I’m finally taking the plunge and trying out solder paste reflow soldering for my surface mount electronics projects. It turns out, it’s pretty fiddly but not that hard. With practice, I’m sure I could do a pretty good job and make boards quickly.
Using suggestions from some other places, including this other topic of the same name, I put together a SMD solder mask stencil using 0.002" Kapton polyimide film and my Glowforge. Were I to do it again, I’d probably get a different material such as the 4mil mylar referenced in the other post as the Kapton is a bit flimsy and also expensive. It does work well aside from being a bit too thin, though.
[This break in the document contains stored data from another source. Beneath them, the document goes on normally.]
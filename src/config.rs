use std::collections::HashMap;
use std::path::{Path, PathBuf};

use serde::{Deserialize, Serialize};
use thiserror::Error;

use crate::models::enums::ProviderKind;
use crate::pipeline::analysis::ProviderConfig;
use crate::pipeline::extraction::confidence::thresholds;
use crate::pipeline::extraction::ExtractionConfig;
use crate::pipeline::profiles::ProfileOverrides;
use crate::pipeline::redaction::RedactionConfig;

/// Application-level constants
pub const APP_NAME: &str = "FSE Processor";
pub const APP_VERSION: &str = env!("CARGO_PKG_VERSION");

/// Credentials file, `KEY=value` lines.
pub const SETTINGS_FILE: &str = "settings.env";
pub const CONFIG_FILE: &str = "fse-referti.toml";

/// Checked before the provider-specific variable.
pub const API_KEY_ENV: &str = "FSE_API_KEY";

/// Per-user data directory (`~/.local/share/FSE Processor` on Linux).
pub fn app_data_dir() -> Option<PathBuf> {
    dirs::data_dir().map(|d| d.join(APP_NAME))
}

pub fn default_config_path() -> Option<PathBuf> {
    app_data_dir().map(|d| d.join(CONFIG_FILE))
}

pub fn settings_env_path() -> Option<PathBuf> {
    app_data_dir().map(|d| d.join(SETTINGS_FILE))
}

/// Filter used when `RUST_LOG` is unset.
pub fn default_log_filter() -> &'static str {
    "fse_referti=info,warn"
}

/// Provider-specific credential variable.
pub fn provider_key_env(kind: ProviderKind) -> Option<&'static str> {
    match kind {
        ProviderKind::Anthropic => Some("ANTHROPIC_API_KEY"),
        ProviderKind::OpenAi | ProviderKind::OpenAiCompatible => Some("OPENAI_API_KEY"),
        ProviderKind::Gemini => Some("GEMINI_API_KEY"),
        ProviderKind::Ollama | ProviderKind::Cli | ProviderKind::Stub => None,
    }
}

#[derive(Error, Debug)]
pub enum ConfigError {
    #[error("Cannot read {path}: {source}")]
    Io {
        path: PathBuf,
        source: std::io::Error,
    },

    #[error("Invalid configuration file: {0}")]
    Parse(#[from] toml::de::Error),

    #[error("Invalid settings file {path}: {reason}")]
    Env { path: PathBuf, reason: String },

    #[error("Invalid configuration: {0}")]
    Invalid(String),
}

#[derive(Debug, Clone, PartialEq, Serialize, Deserialize)]
#[serde(default)]
pub struct ExtractionSettings {
    pub acceptability_threshold: f32,
    /// Anchor tokens replacing a profile's built-in list, keyed by profile id.
    pub anchors: HashMap<String, Vec<String>>,
}

impl Default for ExtractionSettings {
    fn default() -> Self {
        Self {
            acceptability_threshold: thresholds::DEFAULT_ACCEPTABILITY,
            anchors: HashMap::new(),
        }
    }
}

/// Everything the pipeline reads from disk and environment.
#[derive(Debug, Clone, Default, PartialEq, Serialize, Deserialize)]
#[serde(default)]
pub struct AppConfig {
    pub extraction: ExtractionSettings,
    pub redaction: RedactionConfig,
    pub provider: ProviderConfig,
}

impl AppConfig {
    /// Load `path`, or the default config file when present, then apply
    /// `settings.env` and credential variables. Extraction settings are
    /// validated here; provider settings by `validate_provider`, once
    /// command-line overrides are in.
    pub fn load(path: Option<&Path>) -> Result<Self, ConfigError> {
        let mut config = match path {
            Some(p) => Self::from_file(p)?,
            None => match default_config_path().filter(|p| p.is_file()) {
                Some(p) => Self::from_file(&p)?,
                None => Self::default(),
            },
        };

        load_settings_env()?;
        config.apply_env(|key| std::env::var(key).ok());
        config.validate_extraction()?;

        tracing::debug!(
            provider = %config.provider.kind,
            threshold = config.extraction.acceptability_threshold,
            anchor_overrides = config.extraction.anchors.len(),
            "Configuration loaded"
        );
        Ok(config)
    }

    pub fn from_file(path: &Path) -> Result<Self, ConfigError> {
        let raw = std::fs::read_to_string(path).map_err(|source| ConfigError::Io {
            path: path.to_path_buf(),
            source,
        })?;
        Self::from_toml(&raw)
    }

    pub fn from_toml(raw: &str) -> Result<Self, ConfigError> {
        Ok(toml::from_str(raw)?)
    }

    /// Fill the API key from the environment when the file gives none.
    pub fn apply_env(&mut self, lookup: impl Fn(&str) -> Option<String>) {
        if self.provider.api_key.as_deref().is_some_and(|k| !k.trim().is_empty()) {
            return;
        }
        let from_env = std::iter::once(API_KEY_ENV)
            .chain(provider_key_env(self.provider.kind))
            .find_map(|name| lookup(name).filter(|v| !v.trim().is_empty()));
        if from_env.is_some() {
            self.provider.api_key = from_env;
        }
    }

    /// Switch provider kind. Key, model and endpoint from the file belong
    /// to the configured vendor, so they are kept only when the kind does
    /// not change.
    pub fn override_provider(
        &mut self,
        kind: ProviderKind,
        lookup: impl Fn(&str) -> Option<String>,
    ) {
        if self.provider.kind == kind {
            return;
        }
        self.provider.kind = kind;
        self.provider.api_key = None;
        self.provider.model = None;
        self.provider.endpoint = None;
        self.apply_env(lookup);
    }

    pub fn validate(&self) -> Result<(), ConfigError> {
        self.validate_extraction()?;
        self.validate_provider()
    }

    pub fn validate_extraction(&self) -> Result<(), ConfigError> {
        let threshold = self.extraction.acceptability_threshold;
        if !(0.0..=1.0).contains(&threshold) {
            return Err(ConfigError::Invalid(format!(
                "extraction.acceptability_threshold must be within [0, 1], got {threshold}"
            )));
        }
        if let Some((id, _)) = self.extraction.anchors.iter().find(|(_, a)| a.is_empty()) {
            return Err(ConfigError::Invalid(format!(
                "extraction.anchors.{id} is empty"
            )));
        }
        Ok(())
    }

    pub fn validate_provider(&self) -> Result<(), ConfigError> {
        let provider = &self.provider;
        if provider.max_attempts == 0 {
            return Err(ConfigError::Invalid("provider.max_attempts must be at least 1".into()));
        }
        if provider.timeout_secs == 0 {
            return Err(ConfigError::Invalid("provider.timeout_secs must be at least 1".into()));
        }
        if provider.max_tokens == 0 {
            return Err(ConfigError::Invalid("provider.max_tokens must be at least 1".into()));
        }
        if let Some(t) = provider.temperature {
            if !(0.0..=2.0).contains(&t) {
                return Err(ConfigError::Invalid(format!(
                    "provider.temperature must be within [0, 2], got {t}"
                )));
            }
        }
        if provider.kind == ProviderKind::Cli && provider.command.is_empty() {
            return Err(ConfigError::Invalid("provider.command is required for the cli provider".into()));
        }
        if provider.kind == ProviderKind::OpenAiCompatible && provider.endpoint.is_none() {
            return Err(ConfigError::Invalid(
                "provider.endpoint is required for openai_compatible".into(),
            ));
        }
        Ok(())
    }

    pub fn extraction_config(&self) -> ExtractionConfig {
        ExtractionConfig {
            acceptability_threshold: self.extraction.acceptability_threshold,
        }
    }

    pub fn profile_overrides(&self) -> ProfileOverrides {
        ProfileOverrides {
            anchors: self.extraction.anchors.clone(),
        }
    }
}

/// Load `settings.env` from the working directory and the data directory.
/// Variables already set in the environment win.
fn load_settings_env() -> Result<(), ConfigError> {
    let candidates = std::iter::once(PathBuf::from(SETTINGS_FILE)).chain(settings_env_path());
    for path in candidates.filter(|p| p.is_file()) {
        dotenvy::from_path(&path).map_err(|e| ConfigError::Env {
            path: path.clone(),
            reason: e.to_string(),
        })?;
        tracing::debug!(path = %path.display(), "Loaded settings file");
    }
    Ok(())
}

#[cfg(test)]
mod tests {
    use super::*;

    const SAMPLE: &str = r#"
[extraction]
acceptability_threshold = 0.75

[extraction.anchors]
synlab_lab = ["SYNLAB", "Referto di laboratorio"]

[redaction]
redact_all_dates = true

[provider]
kind = "anthropic"
model = "claude-3-5-sonnet-latest"
timeout_secs = 60
max_attempts = 4
"#;

    fn env(pairs: &[(&str, &str)]) -> impl Fn(&str) -> Option<String> {
        let map: HashMap<String, String> = pairs
            .iter()
            .map(|(k, v)| (k.to_string(), v.to_string()))
            .collect();
        move |key| map.get(key).cloned()
    }

    #[test]
    fn parses_all_sections() {
        let config = AppConfig::from_toml(SAMPLE).unwrap();
        assert_eq!(config.extraction.acceptability_threshold, 0.75);
        assert_eq!(config.extraction.anchors["synlab_lab"].len(), 2);
        assert!(config.redaction.redact_all_dates);
        assert_eq!(config.provider.kind, ProviderKind::Anthropic);
        assert_eq!(config.provider.max_attempts, 4);
        assert_eq!(config.provider.max_tokens, 2048);
        config.validate().unwrap();
    }

    #[test]
    fn empty_file_gives_defaults() {
        let config = AppConfig::from_toml("").unwrap();
        assert_eq!(config, AppConfig::default());
        assert_eq!(config.extraction_config().acceptability_threshold, 0.6);
        config.validate().unwrap();
    }

    #[test]
    fn api_key_from_generic_then_specific_env() {
        let mut config = AppConfig::from_toml(SAMPLE).unwrap();
        config.apply_env(env(&[("ANTHROPIC_API_KEY", "specific")]));
        assert_eq!(config.provider.api_key.as_deref(), Some("specific"));

        let mut config = AppConfig::from_toml(SAMPLE).unwrap();
        config.apply_env(env(&[(API_KEY_ENV, "generic"), ("ANTHROPIC_API_KEY", "specific")]));
        assert_eq!(config.provider.api_key.as_deref(), Some("generic"));
    }

    #[test]
    fn file_key_wins_over_env() {
        let mut config = AppConfig::from_toml("[provider]\nkind = \"openai\"\napi_key = \"from-file\"").unwrap();
        config.apply_env(env(&[("OPENAI_API_KEY", "from-env")]));
        assert_eq!(config.provider.api_key.as_deref(), Some("from-file"));
    }

    #[test]
    fn out_of_range_values_rejected() {
        let bad = [
            "[extraction]\nacceptability_threshold = 1.5",
            "[provider]\nmax_attempts = 0",
            "[provider]\ntimeout_secs = 0",
            "[provider]\ntemperature = 3.0",
            "[provider]\nkind = \"cli\"",
            "[provider]\nkind = \"openai_compatible\"",
            "[extraction.anchors]\nsynlab_lab = []",
        ];
        for raw in bad {
            let config = AppConfig::from_toml(raw).unwrap();
            assert!(matches!(config.validate(), Err(ConfigError::Invalid(_))), "{raw}");
        }
    }

    #[test]
    fn unknown_provider_kind_is_parse_error() {
        assert!(matches!(
            AppConfig::from_toml("[provider]\nkind = \"watson\""),
            Err(ConfigError::Parse(_))
        ));
    }

    #[test]
    fn load_reads_explicit_file() {
        let dir = tempfile::tempdir().unwrap();
        let path = dir.path().join(CONFIG_FILE);
        std::fs::write(&path, "[provider]\nkind = \"stub\"\n").unwrap();
        let config = AppConfig::load(Some(&path)).unwrap();
        assert_eq!(config.provider.kind, ProviderKind::Stub);
    }

    #[test]
    fn load_leaves_provider_checks_to_caller() {
        let dir = tempfile::tempdir().unwrap();
        let path = dir.path().join(CONFIG_FILE);
        std::fs::write(&path, "[provider]\nkind = \"cli\"\n").unwrap();
        let config = AppConfig::load(Some(&path)).unwrap();
        assert!(config.validate_extraction().is_ok());
        assert!(matches!(config.validate_provider(), Err(ConfigError::Invalid(_))));

        std::fs::write(&path, "[extraction]\nacceptability_threshold = 2.0\n").unwrap();
        assert!(matches!(
            AppConfig::load(Some(&path)),
            Err(ConfigError::Invalid(_))
        ));
    }

    #[test]
    fn same_provider_override_keeps_file_settings() {
        let mut config = AppConfig::from_toml(
            "[provider]\nkind = \"openai\"\napi_key = \"from-file\"\nmodel = \"gpt-4o\"",
        )
        .unwrap();
        config.override_provider(ProviderKind::OpenAi, env(&[("OPENAI_API_KEY", "from-env")]));
        assert_eq!(config.provider.api_key.as_deref(), Some("from-file"));
        assert_eq!(config.provider.model.as_deref(), Some("gpt-4o"));
    }

    #[test]
    fn other_provider_override_drops_vendor_settings() {
        let mut config = AppConfig::from_toml(
            "[provider]\nkind = \"openai\"\napi_key = \"openai-key\"\nmodel = \"gpt-4o\"",
        )
        .unwrap();
        config.override_provider(ProviderKind::Anthropic, env(&[("ANTHROPIC_API_KEY", "anthropic-key")]));
        assert_eq!(config.provider.kind, ProviderKind::Anthropic);
        assert_eq!(config.provider.api_key.as_deref(), Some("anthropic-key"));
        assert!(config.provider.model.is_none());
        config.validate().unwrap();
    }

    #[test]
    fn load_missing_explicit_file_is_io_error() {
        let err = AppConfig::load(Some(Path::new("/nonexistent/fse.toml"))).unwrap_err();
        assert!(matches!(err, ConfigError::Io { .. }));
    }

    #[test]
    fn overrides_carry_anchors() {
        let config = AppConfig::from_toml(SAMPLE).unwrap();
        assert!(config.profile_overrides().anchors.contains_key("synlab_lab"));
    }

    #[test]
    fn data_dir_named_after_app() {
        if let Some(dir) = app_data_dir() {
            assert!(dir.ends_with(APP_NAME));
        }
    }

    #[test]
    fn app_version_matches_cargo() {
        assert_eq!(APP_VERSION, env!("CARGO_PKG_VERSION"));
    }
}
The Kapton as it came out of the Glowforge:
After I rinsed off the char with water and dried it:
The power settings I used are:
Engrave (not cut) 1000 speed, power 80, 180 lines/cm, 1 pass.
Also at a suggestion from the other post, I cut a quick alignment sled out of 1/16" inventibles acrylic:
This let me tape down the solder mask with painter’s tape to help keep things aligned. Because the board is 1.6mm thick and the acrylic is 1.5mm thick, I left the paper backing on it to get that extra 0.1mm.
I created the stencil pattern in KiCAD 5 and just exported the solder paste layer as an SVG (without the page borders, but with the board outline that I then just used as an ignored reference in Glowforge). Amazingly, I could just load the SVG straight into the Glowforge without modifying it, as I cut out the perimeter of the design by hand.